Buffalo Deviled Eggs Recipe
Last Easter we decided to give our deviled eggs a spicy and tangy twist with our recipe for Buffalo Deviled Eggs. We served them alongside deviled eggs with candied bacon and received rave reviews from family.
Enjoy as an appetizer or a side dish. Deviled eggs are always an all-time crowd favorite to bring along to a picnic, potluck or holiday meal. You are sure to become the hit of the party as these deviled eggs will disappear fast! We took a classic deviled egg recipe and mixed in some Frank’s Red Hot sauce to add a little spice. Then dressed the eggs up with a garnish of diced celery and blue cheese sprinkles for a nice presentation. Since we ended up with over filling, it was used to spread on some celery stalks for a snack. Talk about tasty!
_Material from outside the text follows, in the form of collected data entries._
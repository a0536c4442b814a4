use std::fs::{self, File};
use std::io;
use std::path::{Path, PathBuf};
use std::process::{Command, Stdio};

use log::debug;
use serde::Deserialize;
use symphonia::core::formats::FormatOptions;
use symphonia::core::io::MediaSourceStream;
use symphonia::core::meta::MetadataOptions;
use symphonia::core::probe::Hint;

use crate::console::Console;
use crate::{AudioModError, Result};

/// Stream properties needed to build descriptors.
///
/// Every field has a defined fallback: zero for measurements, one for the
/// channel count.
#[derive(Clone, Debug, PartialEq)]
pub struct AudioMetadata {
    pub duration_seconds: f64,
    pub sample_rate_hz: u32,
    pub channel_count: u16,
    /// `bit_rate / 1024`.
    pub bitrate_kbps: f64,
    pub byte_size: u64,
}

impl Default for AudioMetadata {
    fn default() -> Self {
        Self {
            duration_seconds: 0.0,
            sample_rate_hz: 0,
            channel_count: 1,
            bitrate_kbps: 0.0,
            byte_size: 0,
        }
    }
}

impl AudioMetadata {
    pub fn is_stereo(&self) -> bool {
        self.channel_count > 1
    }

    pub fn readable_size(&self) -> String {
        readable_size(self.byte_size)
    }

    pub fn formatted_duration(&self) -> String {
        format_duration(self.duration_seconds)
    }

    /// Log the summary printed before every operation.
    pub fn report(&self, console: &Console) {
        console.info("Duration", self.formatted_duration());
        console.info("Sample Rate", format_args!("{} Hz", self.sample_rate_hz));
        console.info("Bit Rate", format_args!("{} kbits", self.bitrate_kbps));
        console.info("Mode", if self.is_stereo() { "Stereo" } else { "Mono" });
        console.info("Size", self.readable_size());
    }
}

/// Metadata source for an audio file.
pub trait Probe {
    fn probe(&self, path: &Path) -> Result<AudioMetadata>;
}

/// Probe backed by the `ffprobe` binary.
#[derive(Clone, Debug)]
pub struct FfprobeProbe {
    program: PathBuf,
    native_fallback: bool,
}

impl FfprobeProbe {
    pub fn new<P: Into<PathBuf>>(program: P) -> Self {
        Self {
            program: program.into(),
            native_fallback: false,
        }
    }

    /// Use `FFPROBE_PATH` if set, else `ffprobe` from `PATH`.
    pub fn from_env() -> Self {
        Self::new(std::env::var_os("FFPROBE_PATH").unwrap_or_else(|| "ffprobe".into()))
    }

    /// Fall back to [`SymphoniaProbe`] when the binary is not installed.
    pub fn with_native_fallback(mut self) -> Self {
        self.native_fallback = true;
        self
    }
}

impl Probe for FfprobeProbe {
    fn probe(&self, path: &Path) -> Result<AudioMetadata> {
        let byte_size = byte_size(path)?;
        let output = Command::new(&self.program)
            .args([
                "-v",
                "error",
                "-print_format",
                "json",
                "-show_format",
                "-show_streams",
            ])
            .arg(path)
            .stdin(Stdio::null())
            .output();

        let output = match output {
            Ok(output) => output,
            Err(err) if err.kind() == io::ErrorKind::NotFound && self.native_fallback => {
                debug!(
                    "{} not found, probing '{}' natively",
                    self.program.display(),
                    path.display()
                );
                return SymphoniaProbe.probe(path);
            }
            Err(err) => {
                return Err(probe_error(
                    path,
                    format!("failed to run {}: {err}", self.program.display()),
                ))
            }
        };

        if !output.status.success() {
            let stderr = String::from_utf8_lossy(&output.stderr);
            return Err(probe_error(path, stderr.trim().to_owned()));
        }

        let json = String::from_utf8_lossy(&output.stdout);
        parse_ffprobe_json(&json, byte_size).map_err(|err| probe_error(path, err.to_string()))
    }
}

#[derive(Debug, Default, Deserialize)]
struct ProbeReport {
    #[serde(default)]
    streams: Vec<ProbeStream>,
    #[serde(default)]
    format: ProbeFormat,
}

#[derive(Debug, Default, Deserialize)]
struct ProbeStream {
    codec_type: Option<String>,
    sample_rate: Option<String>,
    channels: Option<u16>,
    duration: Option<String>,
    bit_rate: Option<String>,
}

#[derive(Debug, Default, Deserialize)]
struct ProbeFormat {
    duration: Option<String>,
    bit_rate: Option<String>,
}

/// Normalize `ffprobe -print_format json` output.
///
/// The first audio stream wins; stream fields that are missing fall back to
/// the container's values and then to the sentinels.
pub fn parse_ffprobe_json(json: &str, byte_size: u64) -> serde_json::Result<AudioMetadata> {
    let report: ProbeReport = serde_json::from_str(json)?;
    let stream = report
        .streams
        .iter()
        .find(|stream| stream.codec_type.as_deref() == Some("audio"))
        .or_else(|| report.streams.first());

    let duration = parse_field(stream.and_then(|s| s.duration.as_deref()))
        .or_else(|| parse_field(report.format.duration.as_deref()))
        .unwrap_or(0.0);
    let bit_rate = parse_field(stream.and_then(|s| s.bit_rate.as_deref()))
        .or_else(|| parse_field(report.format.bit_rate.as_deref()))
        .unwrap_or(0.0);
    let sample_rate = parse_field(stream.and_then(|s| s.sample_rate.as_deref()));

    Ok(AudioMetadata {
        duration_seconds: duration,
        sample_rate_hz: sample_rate.map_or(0, |rate| rate as u32),
        channel_count: stream.and_then(|s| s.channels).filter(|&c| c > 0).unwrap_or(1),
        bitrate_kbps: bit_rate / 1024.0,
        byte_size,
    })
}

fn parse_field(raw: Option<&str>) -> Option<f64> {
    raw.and_then(|raw| raw.trim().parse::<f64>().ok())
        .filter(|value| value.is_finite())
}

/// In-process probe built on symphonia's format readers.
#[derive(Clone, Copy, Debug, Default)]
pub struct SymphoniaProbe;

impl Probe for SymphoniaProbe {
    fn probe(&self, path: &Path) -> Result<AudioMetadata> {
        let byte_size = byte_size(path)?;

        let mut hint = Hint::new();
        if let Some(extension) = path.extension().and_then(|ext| ext.to_str()) {
            hint.with_extension(extension);
        }

        let file = File::open(path).map_err(|err| probe_error(path, err.to_string()))?;
        let mss = MediaSourceStream::new(Box::new(file), Default::default());
        let probed = symphonia::default::get_probe()
            .format(
                &hint,
                mss,
                &FormatOptions::default(),
                &MetadataOptions::default(),
            )
            .map_err(|err| probe_error(path, err.to_string()))?;

        let Some(track) = probed.format.default_track() else {
            return Ok(AudioMetadata {
                byte_size,
                ..AudioMetadata::default()
            });
        };

        let params = &track.codec_params;
        let sample_rate = params.sample_rate.unwrap_or(0);
        let duration = match (params.n_frames, sample_rate) {
            (Some(frames), rate) if rate > 0 => frames as f64 / f64::from(rate),
            _ => 0.0,
        };
        let bitrate_kbps = if duration > 0.0 {
            byte_size as f64 * 8.0 / duration / 1024.0
        } else {
            0.0
        };

        Ok(AudioMetadata {
            duration_seconds: duration,
            sample_rate_hz: sample_rate,
            channel_count: params
                .channels
                .map(|channels| channels.count() as u16)
                .filter(|&count| count > 0)
                .unwrap_or(1),
            bitrate_kbps,
            byte_size,
        })
    }
}

fn byte_size(path: &Path) -> Result<u64> {
    fs::metadata(path)
        .map(|meta| meta.len())
        .map_err(|err| probe_error(path, err.to_string()))
}

fn probe_error(path: &Path, reason: String) -> AudioModError {
    AudioModError::Probe {
        path: path.to_path_buf(),
        reason,
    }
}

const SIZE_UNITS: [&str; 8] = ["kB", "MB", "GB", "TB", "PB", "EB", "ZB", "YB"];

/// Human readable byte count: at least one division by 1024, one decimal,
/// never below `0.1`.
pub fn readable_size(bytes: u64) -> String {
    let mut value = bytes as f64;
    let mut unit = 0;
    value /= 1024.0;
    while value > 1024.0 && unit + 1 < SIZE_UNITS.len() {
        value /= 1024.0;
        unit += 1;
    }
    format!("{:.1} {}", value.max(0.1), SIZE_UNITS[unit])
}

/// `HH:MM:SS` with hours, `MM:SS` with minutes, otherwise `SS secs`.
pub fn format_duration(seconds: f64) -> String {
    let total = if seconds.is_finite() && seconds > 0.0 {
        seconds.trunc() as u64
    } else {
        0
    };
    let hours = total / 3_600;
    let minutes = (total % 3_600) / 60;
    let secs = total % 60;

    if hours > 0 {
        format!("{hours:02}:{minutes:02}:{secs:02}")
    } else if minutes > 0 {
        format!("{minutes:02}:{secs:02}")
    } else {
        format!("{secs:02} secs")
    }
}

#[cfg(test)]
mod tests {
    use super::*;

    const FFPROBE_MP3: &str = r#"{
        "streams": [
            {
                "index": 0,
                "codec_name": "mp3",
                "codec_type": "audio",
                "sample_rate": "44100",
                "channels": 2,
                "duration": "187.402438",
                "bit_rate": "320000"
            }
        ],
        "format": { "duration": "187.402438", "bit_rate": "320117" }
    }"#;

    #[test]
    fn parses_first_audio_stream() {
        let metadata = parse_ffprobe_json(FFPROBE_MP3, 7_500_000).unwrap();
        assert_eq!(metadata.sample_rate_hz, 44_100);
        assert_eq!(metadata.channel_count, 2);
        assert!((metadata.duration_seconds - 187.402438).abs() < 1e-9);
        assert_eq!(metadata.bitrate_kbps, 320_000.0 / 1024.0);
        assert_eq!(metadata.byte_size, 7_500_000);
        assert!(metadata.is_stereo());
    }

    #[test]
    fn skips_cover_art_streams() {
        let json = r#"{
            "streams": [
                { "codec_type": "video", "duration": "1.0" },
                { "codec_type": "audio", "sample_rate": "22050", "channels": 1, "duration": "12.5" }
            ]
        }"#;
        let metadata = parse_ffprobe_json(json, 0).unwrap();
        assert_eq!(metadata.sample_rate_hz, 22_050);
        assert_eq!(metadata.channel_count, 1);
        assert_eq!(metadata.duration_seconds, 12.5);
    }

    #[test]
    fn missing_fields_become_sentinels() {
        let json = r#"{ "streams": [ { "codec_type": "audio" } ], "format": { "duration": "9.5" } }"#;
        let metadata = parse_ffprobe_json(json, 42).unwrap();
        assert_eq!(metadata.duration_seconds, 9.5);
        assert_eq!(metadata.sample_rate_hz, 0);
        assert_eq!(metadata.channel_count, 1);
        assert_eq!(metadata.bitrate_kbps, 0.0);

        let metadata = parse_ffprobe_json("{}", 0).unwrap();
        assert_eq!(metadata, AudioMetadata::default());
    }

    #[test]
    fn rejects_non_json_output() {
        assert!(parse_ffprobe_json("Invalid data found", 0).is_err());
    }

    #[test]
    fn readable_size_matches_expected_units() {
        assert_eq!(readable_size(0), "0.1 kB");
        assert_eq!(readable_size(1_536), "1.5 kB");
        assert_eq!(readable_size(1_048_576), "1024.0 kB");
        assert_eq!(readable_size(5 * 1_048_576), "5.0 MB");
        assert_eq!(readable_size(3 * 1_073_741_824), "3.0 GB");
    }

    #[test]
    fn duration_formatting_drops_empty_units() {
        assert_eq!(format_duration(5.9), "05 secs");
        assert_eq!(format_duration(65.0), "01:05");
        assert_eq!(format_duration(3_661.2), "01:01:01");
        assert_eq!(format_duration(f64::NAN), "00 secs");
    }

    #[test]
    fn probe_of_missing_file_is_a_probe_error() {
        let err = SymphoniaProbe
            .probe(Path::new("/no/such/file.wav"))
            .unwrap_err();
        assert_eq!(err.kind(), crate::ErrorKind::Probe);
    }
}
Learn more about the History of Deviled Eggs and Tips For Making Perfect Deviled Eggs.
- 12 large eggs
- 3 tablespoons mayonnaise
- 1/4 cup Frank's Red Hot Sauce*
- 1 to 2 stalks of celery, finely diced
- 1/4 cup blue cheese, crumbled
Check out my informative articles on How To Make Perfect Deviled Eggs and How To Boil and Peel Hard-Cooked Eggs.
Place the eggs in a saucepan just large enough to hold them all in one layer. Add water to cover by 1 1/2 inches. Add 1 tablespoon salt. Partially cover the pan and bring to a full rolling boil. Cover, reduce heat to low and leave on heat for 30 seconds. Remove from heat and let stand, covered, for 15 minutes. Pour off hot water and rinse eggs under cold running water for 5 minutes. Pour off the water and shake the pans to crack the eggs. Peel under cold running water.
Cut peeled eggs in half lengthwise. Transfer yolks to a bowl. Cover and chill yolks and whites separately for 1 hour.
In a large bowl, mash the yolks with a fork. Mash in the mayonnaise and 3 tablespoons of hot sauce. Taste and add more hot sauce until mixture reaches desired spiciness. Stir until well blended. If needed, add a little more mayonnaise to add more moisture to mixture. Then salt to taste (if also needed).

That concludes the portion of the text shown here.